The Domino Effect

One falls, the others are close behind.

That's the Domino Theory. It's what is happening now with the diabetes dominos and our circle of dominos necessary for the best health possible.

We People With Diabetes have much to fear, because some of those dominos have already tumbled to the ground and more are staggering.

Fellow D-Blogger Wil DuBois recently wrote about this over at Life After Dx, with Scott Strumello following on this footsteps. They spell out what's happening:

Medicare changes are on the line, nationally and at the state levels. Indiana is one of those. Currently, Medicare’s “guidelines” allow for one strip per day for diabetics on oral meds (Type 2s) and three strips per day for insulin-dependent diabetics (Type 1s and some Type 2s). Getting those one-or-three strips covered requires some paperwork and record-keeping on the Medicare-recipients part, but it is possible to get more strips if a doc pushes to override. But now a proposed Medicare rule change would make this "guideline" permanent and make it so docs couldn't request an override for additontal strips.

Most importantly for all of us non-Medicare folk: Whatever Medicare does Medicaid does. Whatever Medicare and Medicaid do private insurance does. It’ll be a falling domino effect that’ll fall on your head faster than you can read this post.

This scares the hell out of me, as we're already watching this unfold at the state level. We see the state of Washington is doing legislative research about how state-funding might be limited to one strip a day for children. Others states are closely watching these types of issues, as they've already experienced the falling domino of being cash-strapped and in need of massive budget gets wherever possible. These states have little money and insurance company fueled propoganda, specifically since Type 2 diabetes management is the more common public perception of what's needed, could be pursuasive.

Does the blood strip makers in Pharma have more power and influence than Big Insurance? Well, that lobbying battle may be what it comes down to. We'll see whether one of those players has the power to stop a falling domino.

But some docs and endos are also taking up arms to defend us patients. Dr. Steven Edelman was calling on his fellow docs to “stand up as advocates for the rights of our patients to receive quality care and for our rights as physicians to practice appropriate medicine."

We must help and join the fight.

Call the Congressional switchboard at 1-866-220-0044. If you give them your zip code they’ll connect you with your Senator’s office. You can also find your elected lawmaker's number through this online directory. Each Senator apparently has a Healthcare Liaison. Give that person your thoughts on what blood testing means for you.
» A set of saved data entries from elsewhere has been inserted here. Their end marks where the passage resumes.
//! Core engine for Wikilift.
//!
//! Takes Markdown documents from disk to a Backlog wiki: structural
//! analysis, mermaid-to-image conversion, batch discovery, content
//! rewriting, and the sequential upload orchestrator.
//!
//! # Quick start
//!
//! ```ignore
//! use wikilift_core::{discover_files, DiscoverOptions, MermaidConverter,
//!     MmdcRenderer, NullProgress, RenderOptions, UploadOptions, Uploader};
//!
//! let files = discover_files(Path::new("docs"), &DiscoverOptions::default())?;
//! let converter = MermaidConverter::new(MmdcRenderer::new()?, RenderOptions::default());
//! let mut uploader = Uploader::new(&client, converter, UploadOptions { /* ... */ });
//! let batch = uploader.run(&files, &NullProgress);
//! println!("{}/{} succeeded", batch.succeeded(), batch.total());
//! ```
//!
//! # Architecture
//!
//! - [`ParsedDocument`]: Markdown analysis and verbatim-substring
//!   rewriting
//! - [`MermaidConverter`] / [`DiagramRenderer`]: external renderer
//!   behind a capability trait
//! - [`discover_files`]: deterministic batch discovery
//! - [`Uploader`]: per-file pipeline and batch bookkeeping
//! - [`WikiClient`]: seam to the remote service

pub mod discover;
pub mod document;
pub mod mermaid;
pub mod sanitize;
pub mod uploader;
pub mod wiki;

pub use discover::{DEFAULT_PATTERN, DiscoverError, DiscoverOptions, discover_files};
pub use document::{
    DiagramBlock, DocumentSummary, ImageKind, ImageReference, ImageSummary, ParsedDocument,
};
pub use mermaid::{
    ConvertError, DEFAULT_TIMEOUT, DiagramFormat, DiagramRenderer, MermaidConverter, MmdcRenderer,
    RenderFailure, RenderOptions,
};
pub use sanitize::strip_pictographs;
pub use uploader::{
    BatchItem, BatchResult, FileOutcome, FileReport, NullProgress, Progress, UploadError,
    UploadOptions, Uploader,
};
pub use wiki::{AttachmentRef, PageRef, WikiClient, WikiError};
//! Wiki service collaborator interface.
//!
//! The orchestrator drives the remote service through [`WikiClient`]
//! so the network client can be swapped for a fake in tests. Errors
//! are narrowed to the three classes the batch loop distinguishes.

use std::path::Path;

/// Wiki operation error as seen by the orchestrator.
#[derive(Debug, Clone, thiserror::Error)]
pub enum WikiError {
    /// Authentication or authorization failure. Fatal for a whole
    /// batch: further files would fail identically.
    #[error("authentication failed: {0}")]
    Auth(String),

    /// Requested entity does not exist.
    #[error("not found: {0}")]
    NotFound(String),

    /// Any other request failure.
    #[error("request failed: {0}")]
    Request(String),
}

/// Reference to a remote wiki page.
#[derive(Debug, Clone, PartialEq, Eq)]
pub struct PageRef {
    pub id: u64,
    pub name: String,
}

/// Reference to an uploaded attachment.
#[derive(Debug, Clone, PartialEq, Eq)]
pub struct AttachmentRef {
    pub id: u64,
    pub name: String,
}

/// CRUD surface of the wiki service consumed by the upload pipeline.
pub trait WikiClient {
    /// Resolve a project key to its numeric id.
    fn project_id(&self, project: &str) -> Result<u64, WikiError>;

    /// Find a page by exact name within a project.
    fn find_page(&self, project: &str, name: &str) -> Result<Option<PageRef>, WikiError>;

    /// Create a page. `name` may contain `/` separators; the service
    /// treats them as a nested page path.
    fn create_page(&self, project_id: u64, name: &str, content: &str)
    -> Result<PageRef, WikiError>;

    /// Replace the content of an existing page.
    fn update_page(&self, page_id: u64, content: &str) -> Result<PageRef, WikiError>;

    /// Upload a file as a space attachment.
    fn upload_attachment(&self, file: &Path) -> Result<AttachmentRef, WikiError>;

    /// Associate previously uploaded attachments with a page.
    fn attach_to_page(
        &self,
        page_id: u64,
        attachment_ids: &[u64],
    ) -> Result<Vec<AttachmentRef>, WikiError>;

    /// Web URL of a page, when the client can derive one.
    fn page_url(&self, _project: &str, _name: &str) -> Option<String> {
        None
    }
}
Personally, I've had insurance try to limit my BG strips to only about three a day. I appreciate and am incredibly glad my Endo was able to override that and insurance improved a higher amount, leading to my better health. But we're at a crossroads here, and our very health and lives are in jeapordy because of the bottom line.

One domino falls, so do they all. Unless we step in and block that from happening.

As Wil did, I leave you with this quote from Martin Niemöller about the Holocaust:

They came first for the Communists,
and I didn't speak up because I wasn't a Communist.
Then they came for the trade unionists,
and I didn't speak up because I wasn't a trade unionist.
Then they came for the Jews,
and I didn't speak up because I wasn't a Jew.
Then they came for me,
and by that time no one was left to speak up.

Please, speak up.


Kelly said…
DONE. Totally freaks me out!! I'll fight this one to my grave...GRRRRRR......
Sysy said…
I wrote about this the other day's been keeping me up at night. I hate having thoughts like, "Should I move to Europe?" I've already been making those calls, I hope everyone else does too! Great job Michael :) I enjoy your journalistic style of writing. I don't read the newspaper but I feel like I get the experience of reading one when I come to your site.
Anonymous said…
My son test about 10 X's/day so I am definitely not in agreement with this but maybe, just maybe this will drive the costs of our strips down. By limiting our supply the strip makes will have such a decrease in sales they may have no option other than to lower costs to the consumer. Comeon $1.00/strip, that is robbery. I really wonder how much they cost to make. I'm thinking around $.03 and its probably less. I hate insurance companies but maybe in the end this will bring all of our costs down and if we have to buy strips out of pocket we can afford them. Just a thought..
Scott S said…
Thanks for the shout out ... I would like it if we took a more collective stance on some of these issues, because sooner or later, we're all going to be dependent on Medicare (if there's anything left to it once the Baby Boom retires). The logic of short term cuts escapes me; while private insurance can justify these because of high turnover of patients and the fact that the same patient is unlikely to be covered by the same insurer by the time complications are incurred, the same logic does not apply to Medicare. We WILL eat those costs, if not now, then later!